Task prompt
Please report each line of the data below that contains "equals".

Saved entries
● ● ● ● ●

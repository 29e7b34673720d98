//! Listener registry
//!
//! Maps a fingerprint of `(selector, event type, listener name)` to the
//! handler. The fingerprint doubles as the correlation token the host sends
//! back with every fired event.
//!
//! The registry has no expiry and no capacity bound: entries live until
//! they are removed explicitly.

use crate::error::{PlugError, Result};
use crate::event::DomEvent;
use crate::sink::Emitter;
use ahash::AHashMap;
use sha2::{Digest, Sha256};
use std::fmt;

/// Error type handlers may return
pub type HandlerError = Box<dyn std::error::Error + Send + Sync>;

/// Result type of a handler invocation
pub type HandlerResult = std::result::Result<(), HandlerError>;

type Handler = Box<dyn FnMut(&DomEvent, &mut Emitter<'_>) -> HandlerResult + Send>;

/// Deterministic correlation token (hex SHA-256)
pub fn fingerprint(selector: &str, event_type: &str, listener_name: &str) -> String {
    let mut hasher = Sha256::new();
    hasher.update(selector.as_bytes());
    hasher.update(event_type.as_bytes());
    hasher.update(listener_name.as_bytes());
    hex::encode(hasher.finalize())
}

/// A named handler
///
/// The name is the handler's identity: two listeners with the same name,
/// selector and event type share a fingerprint.
pub struct Listener {
    name: String,
    handler: Handler,
}

impl Listener {
    pub fn new<F>(name: impl Into<String>, handler: F) -> Self
    where
        F: FnMut(&DomEvent, &mut Emitter<'_>) -> HandlerResult + Send + 'static,
    {
        Self {
            name: name.into(),
            handler: Box::new(handler),
        }
    }

    pub fn name(&self) -> &str {
        &self.name
    }

    pub fn call(&mut self, event: &DomEvent, emitter: &mut Emitter<'_>) -> HandlerResult {
        (self.handler)(event, emitter)
    }
}

impl fmt::Debug for Listener {
    fn fmt(&self, f: &mut fmt::Formatter<'_>) -> fmt::Result {
        f.debug_struct("Listener").field("name", &self.name).finish()
    }
}

/// Fingerprint -> listener
#[derive(Debug, Default)]
pub struct ListenerRegistry {
    listeners: AHashMap<String, Listener>,
}

impl ListenerRegistry {
    pub fn new() -> Self {
        Self::default()
    }

    /// Store a listener, silently replacing one with the same fingerprint
    pub fn insert(&mut self, fingerprint: String, listener: Listener) -> Option<Listener> {
        self.listeners.insert(fingerprint, listener)
    }

    /// Remove a listener. Removing an unknown fingerprint is an error.
    pub fn remove(&mut self, fingerprint: &str) -> Result<Listener> {
        self.listeners
            .remove(fingerprint)
            .ok_or_else(|| PlugError::UnknownListener(fingerprint.to_string()))
    }

    pub fn get_mut(&mut self, fingerprint: &str) -> Option<&mut Listener> {
        self.listeners.get_mut(fingerprint)
    }

    pub fn contains(&self, fingerprint: &str) -> bool {
        self.listeners.contains_key(fingerprint)
    }

    pub fn len(&self) -> usize {
        self.listeners.len()
    }

    pub fn is_empty(&self) -> bool {
        self.listeners.is_empty()
    }

    pub fn fingerprints(&self) -> impl Iterator<Item = &str> {
        self.listeners.keys().map(String::as_str)
    }
}
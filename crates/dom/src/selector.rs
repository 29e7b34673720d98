//! Selector grammar and local evaluation
//!
//! Four mutually exclusive query kinds:
//!
//! * `#my-id`  - unique element id
//! * `.my-cls` - CSS class name
//! * `li`      - tag name (alphabetic characters only)
//! * anything else is an opaque CSS selector, evaluated only by the host

use crate::arena::DomArena;
use crate::error::{DomError, Result};
use crate::types::NodeId;
use serde::{Deserialize, Serialize};
use std::fmt;
use std::str::FromStr;

/// Wire form of a query: `{"id": "x"}`, `{"tag": "p"}`, ...
#[derive(Debug, Clone, PartialEq, Eq, Hash, Serialize, Deserialize)]
#[serde(rename_all = "lowercase")]
pub enum QueryKind {
    Id(String),
    Tag(String),
    Classname(String),
    Css(String),
}

impl QueryKind {
    pub fn name(&self) -> &'static str {
        match self {
            QueryKind::Id(_) => "id",
            QueryKind::Tag(_) => "tag",
            QueryKind::Classname(_) => "classname",
            QueryKind::Css(_) => "css",
        }
    }

    pub fn target(&self) -> &str {
        match self {
            QueryKind::Id(t) | QueryKind::Tag(t) | QueryKind::Classname(t) | QueryKind::Css(t) => t,
        }
    }
}

/// A parsed selector together with the string it came from
#[derive(Debug, Clone, PartialEq, Eq, Hash)]
pub struct Query {
    raw: String,
    kind: QueryKind,
}

fn is_tag_name(s: &str) -> bool {
    !s.is_empty() && s.chars().all(char::is_alphabetic)
}

impl Query {
    /// Classify a selector string
    pub fn parse(raw: &str) -> Result<Self> {
        let kind = if let Some(id) = raw.strip_prefix('#') {
            if id.is_empty() {
                return Err(DomError::Selector("Invalid id.".to_string()));
            }
            QueryKind::Id(id.to_string())
        } else if let Some(class) = raw.strip_prefix('.') {
            if class.is_empty() {
                return Err(DomError::Selector("Invalid class.".to_string()));
            }
            QueryKind::Classname(class.to_string())
        } else if is_tag_name(raw) {
            QueryKind::Tag(raw.to_string())
        } else if !raw.is_empty() {
            QueryKind::Css(raw.to_string())
        } else {
            return Err(DomError::Selector("Missing selector.".to_string()));
        };

        Ok(Self {
            raw: raw.to_string(),
            kind,
        })
    }

    pub fn id(target: impl Into<String>) -> Result<Self> {
        Self::parse(&format!("#{}", target.into()))
    }

    pub fn classname(target: impl Into<String>) -> Result<Self> {
        Self::parse(&format!(".{}", target.into()))
    }

    pub fn tag(target: impl Into<String>) -> Result<Self> {
        let target = target.into();
        if !is_tag_name(&target) {
            return Err(DomError::Selector(format!("Invalid tag name: {}", target)));
        }
        Self::parse(&target)
    }

    /// Opaque CSS selector, no grammar check beyond non-empty
    pub fn css(target: impl Into<String>) -> Result<Self> {
        let target = target.into();
        if target.is_empty() {
            return Err(DomError::Selector("Missing selector.".to_string()));
        }
        Ok(Self {
            kind: QueryKind::Css(target.clone()),
            raw: target,
        })
    }

    /// The selector string this query was built from
    pub fn raw(&self) -> &str {
        &self.raw
    }

    pub fn kind(&self) -> &QueryKind {
        &self.kind
    }

    pub fn into_kind(self) -> QueryKind {
        self.kind
    }
}

impl FromStr for Query {
    type Err = DomError;

    fn from_str(s: &str) -> Result<Self> {
        Self::parse(s)
    }
}

impl fmt::Display for Query {
    fn fmt(&self, f: &mut fmt::Formatter<'_>) -> fmt::Result {
        f.write_str(&self.raw)
    }
}

/// Result of a local search
#[derive(Debug, Clone, PartialEq, Eq)]
pub enum Matches {
    /// Id lookup: first match or nothing
    One(Option<NodeId>),
    /// Class or tag lookup: every match in document order
    Many(Vec<NodeId>),
}

impl Matches {
    pub fn first(&self) -> Option<NodeId> {
        match self {
            Matches::One(found) => *found,
            Matches::Many(found) => found.first().copied(),
        }
    }

    pub fn into_vec(self) -> Vec<NodeId> {
        match self {
            Matches::One(found) => found.into_iter().collect(),
            Matches::Many(found) => found,
        }
    }
}

impl DomArena {
    /// Search `root` and its element descendants
    pub fn find(&self, root: NodeId, selector: &str) -> Result<Matches> {
        self.find_query(root, &Query::parse(selector)?)
    }

    /// Tag queries match lowercase tag names; the query itself keeps the
    /// case it was written in.
    pub fn find_query(&self, root: NodeId, query: &Query) -> Result<Matches> {
        match query.kind() {
            QueryKind::Id(id) => Ok(Matches::One(self.find_by_id(root, id)?)),
            QueryKind::Classname(class) => Ok(Matches::Many(self.find_by_class(root, class)?)),
            QueryKind::Tag(tag) => {
                let tag = tag.to_lowercase();
                Ok(Matches::Many(self.find_by_tag(root, &tag)?))
            }
            QueryKind::Css(css) => Err(DomError::Selector(format!(
                "Invalid tag name: {} (CSS selectors are evaluated by the host)",
                css
            ))),
        }
    }

    /// First element in pre-order whose `id` attribute equals `id`
    pub fn find_by_id(&self, root: NodeId, id: &str) -> Result<Option<NodeId>> {
        let mut found = None;
        self.traverse_df(root, |node| {
            if found.is_none() && node.attr("id") == Some(id) {
                found = Some(node.node_id);
            }
            Ok(())
        })?;
        Ok(found)
    }

    /// Every element carrying `class` among its class tokens
    pub fn find_by_class(&self, root: NodeId, class: &str) -> Result<Vec<NodeId>> {
        self.collect_elements(root, |node| {
            node.as_element()
                .is_some_and(|e| e.attributes.class_list().any(|c| c == class))
        })
    }

    /// Every element whose tag name equals `tag` exactly
    pub fn find_by_tag(&self, root: NodeId, tag: &str) -> Result<Vec<NodeId>> {
        self.collect_elements(root, |node| node.tag_name() == Some(tag))
    }

    fn collect_elements<F>(&self, root: NodeId, predicate: F) -> Result<Vec<NodeId>>
    where
        F: Fn(&crate::types::DomNode) -> bool,
    {
        let mut result = Vec::new();
        self.traverse_df(root, |node| {
            if predicate(node) {
                result.push(node.node_id);
            }
            Ok(())
        })?;
        Ok(result)
    }
}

● ● ● ● ●

Answer to this exercise
    /// First element in pre-order whose `id` attribute equals `id`
    /// Every element whose tag name equals `tag` exactly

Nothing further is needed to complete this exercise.